Specifically, Biebuyck et al. suggest to use a stamping means for simultaneous locally-separated deposition of different CDBs whose ridges are "inked" with different types of C-CDBs. The stamping means then is dipped into a fluid which contains the CDBs to which the C-CDBs are complementary. After selective attachment of the CDBs, the stamping means is removed from the fluid and brought in contact with a substrate. The surface of the substrate is covered with an attachment means which exerts strong adhesion on CDBs. The CDBs get attached and hence transferred to the substrate surface in areas predetermined by the pattern of the stamping means. By this procedure, the orientation of the CDBs is guaranteed and the arising functionality is maximised.
In the patent application by Biebuyck et al., the step of inking the stamping means with different C-CDBs, which is a non-trivial one, was left unattended. The present invention provides a simple solution to this problem and at the same time allows to generate in a single step patterns formed by different C-CDBs.

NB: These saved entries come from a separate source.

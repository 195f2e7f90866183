//! The flow controller: forward/backward navigation over the question list.

use super::state::{FlowState, Phase, Progress};
use crate::answer::{AnswerSet, AnswerValue, Rejection, Selection};
use crate::error::{ForgeError, Result};
use crate::question::{Question, QuestionList};
use crate::synth::{GeneratedDocument, TemplateSynthesizer};
use std::sync::Arc;

/// Result of submitting an answer.
#[derive(Debug, Clone, PartialEq, Eq)]
pub enum AnswerOutcome {
    /// The answer was recorded and the flow moved to `position`.
    Advanced { position: usize },
    /// The last question was answered and the document was generated.
    Completed,
    /// The answer was not accepted; nothing was recorded.
    Rejected(Rejection),
}

/// Result of toggling an option on a multiple-choice question.
#[derive(Debug, Clone, PartialEq, Eq)]
pub enum ToggleOutcome {
    Selected,
    Deselected,
    /// The option is not one of the question's options.
    Rejected(Rejection),
}

/// Drives one flow session.
///
/// Each controller owns its own [`FlowState`]; the question list is shared
/// read-only, so independent sessions can be created from one list.
#[derive(Debug, Clone)]
pub struct FlowController {
    questions: Arc<QuestionList>,
    synthesizer: TemplateSynthesizer,
    state: FlowState,
    document: Option<GeneratedDocument>,
}

impl FlowController {
    /// Create a controller in the [`Phase::Welcome`] phase.
    pub fn new(questions: Arc<QuestionList>) -> Self {
        Self {
            questions,
            synthesizer: TemplateSynthesizer::new(),
            state: FlowState::new(),
            document: None,
        }
    }

    /// Begin a fresh flow at the first question.
    pub fn start(&mut self) -> Result<()> {
        self.require_phase(Phase::Welcome, "start the flow")?;

        self.state.phase = Phase::InProgress;
        self.state.position = 0;
        self.state.answers.clear();
        self.state.pending_selection.clear();
        self.document = None;
        Ok(())
    }

    /// The question at the current position.
    pub fn current_question(&self) -> Result<&Question> {
        if self.state.phase != Phase::InProgress {
            return Err(ForgeError::OutOfRange {
                phase: self.state.phase,
            });
        }
        self.questions
            .get(self.state.position)
            .ok_or(ForgeError::OutOfRange {
                phase: self.state.phase,
            })
    }

    /// Submit an answer for the current question.
    ///
    /// On acceptance the answer is stored (overwriting any earlier answer to
    /// the same question), the pending selection is cleared, and the flow
    /// either advances or completes. On rejection nothing changes.
    pub fn answer(&mut self, value: impl Into<AnswerValue>) -> Result<AnswerOutcome> {
        self.require_phase(Phase::InProgress, "answer")?;

        let question = self.current_question()?;
        let value = match question.kind.validate(value.into()) {
            Ok(value) => value,
            Err(rejection) => return Ok(AnswerOutcome::Rejected(rejection)),
        };
        let id = question.id.clone();

        self.state.answers.insert(id, value);
        self.state.pending_selection.clear();

        if self.state.position + 1 == self.questions.len() {
            self.state.phase = Phase::Complete;
            self.document = Some(
                self.synthesizer
                    .synthesize(&self.state.answers, &self.questions),
            );
            Ok(AnswerOutcome::Completed)
        } else {
            self.state.position += 1;
            Ok(AnswerOutcome::Advanced {
                position: self.state.position,
            })
        }
    }

    /// Submit the pending selection as the answer to the current question.
    pub fn commit_selection(&mut self) -> Result<AnswerOutcome> {
        let selection = self.state.pending_selection.clone();
        self.answer(selection)
    }

    /// Toggle an option in the pending selection of a multiple-choice question.
    pub fn toggle_option(&mut self, option: &str) -> Result<ToggleOutcome> {
        self.require_phase(Phase::InProgress, "toggle an option")?;

        let question = self.current_question()?;
        if !question.kind.is_multiple_choice() {
            return Err(ForgeError::InvalidTransition {
                operation: "toggle an option on a question that is not multiple choice",
                phase: self.state.phase,
            });
        }
        if !question.kind.has_option(option) {
            return Ok(ToggleOutcome::Rejected(Rejection::UnknownOption(
                option.to_string(),
            )));
        }

        if self.state.pending_selection.toggle(option) {
            Ok(ToggleOutcome::Selected)
        } else {
            Ok(ToggleOutcome::Deselected)
        }
    }

    /// Step back to the previous question.
    ///
    /// Answers are never truncated: the answer to the question being left
    /// stays in the answer set until it is answered again. If the question
    /// returned to is multiple choice and was answered, its committed
    /// selection is restored into the pending selection.
    pub fn back(&mut self) -> Result<()> {
        self.require_phase(Phase::InProgress, "go back")?;
        if self.state.position == 0 {
            return Err(ForgeError::InvalidTransition {
                operation: "go back from the first question",
                phase: self.state.phase,
            });
        }

        self.state.position -= 1;
        let question = &self.questions[self.state.position];

        let restored = if question.kind.is_multiple_choice() {
            self.state
                .answers
                .get(&question.id)
                .and_then(AnswerValue::as_selection)
                .cloned()
        } else {
            None
        };
        self.state.pending_selection = restored.unwrap_or_default();
        Ok(())
    }

    /// Return to [`Phase::Welcome`], discarding answers, pending selection and document.
    pub fn reset(&mut self) {
        self.state.clear();
        self.document = None;
    }

    pub fn phase(&self) -> Phase {
        self.state.phase
    }

    /// Current position, only while in progress.
    pub fn position(&self) -> Option<usize> {
        (self.state.phase == Phase::InProgress).then_some(self.state.position)
    }

    pub fn pending_selection(&self) -> &Selection {
        &self.state.pending_selection
    }

    pub fn answers(&self) -> &AnswerSet {
        &self.state.answers
    }

    pub fn state(&self) -> &FlowState {
        &self.state
    }

    pub fn questions(&self) -> &QuestionList {
        &self.questions
    }

    /// The generated document, only once the flow is complete.
    pub fn document(&self) -> Option<&GeneratedDocument> {
        match self.state.phase {
            Phase::Complete => self.document.as_ref(),
            _ => None,
        }
    }

    /// Progress through the list, only while in progress.
    pub fn progress(&self) -> Option<Progress> {
        self.position()
            .map(|position| Progress::new(position, self.questions.len()))
    }

    /// The answer last committed for the current question, if any.
    ///
    /// Lets a presentation layer pre-fill inputs after navigating back.
    pub fn previous_answer(&self) -> Option<&AnswerValue> {
        let question = self.current_question().ok()?;
        self.state.answers.get(&question.id)
    }

    fn require_phase(&self, expected: Phase, operation: &'static str) -> Result<()> {
        if self.state.phase == expected {
            Ok(())
        } else {
            Err(ForgeError::InvalidTransition {
                operation,
                phase: self.state.phase,
            })
        }
    }
}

In the above-mentioned publication by E. Delamarche, A. Bernard, H. Schmid, B. Michel and H. Biebuyck "Patterned Delivery of Immunoglobins to Surfaces Using Microfluidic Networks", Science 779-781 (1997), the authors describe the formation of a network of conduits at the interface of a substrate in contact with a printing plate made from an elastomer. The active transfer region of the printing plate is structured into a patterning in such a way that capillaries are formed which can be filled through openings arranged outside the transfer region. The capillaries can direct spatially chemical reactions between the surface of the substrate and ligands introduced by flow of aqueous, buffered solutions through the network, immobilizing ligands, --like drugs, enzymes and immunoglobins--all along the conduits by their covalent attachment to the activated substrate. Release of the elastomer reveals a uniform and functional layer of the ligands in the image of the pattern molded in the elastomer. Subsequent exposure of this substrate to a homogeneous or heterogeneous solution of receptors allows specific recognition and attachment of the receptors to the immobilized ligands with high resolution (sub-micron) and specificity.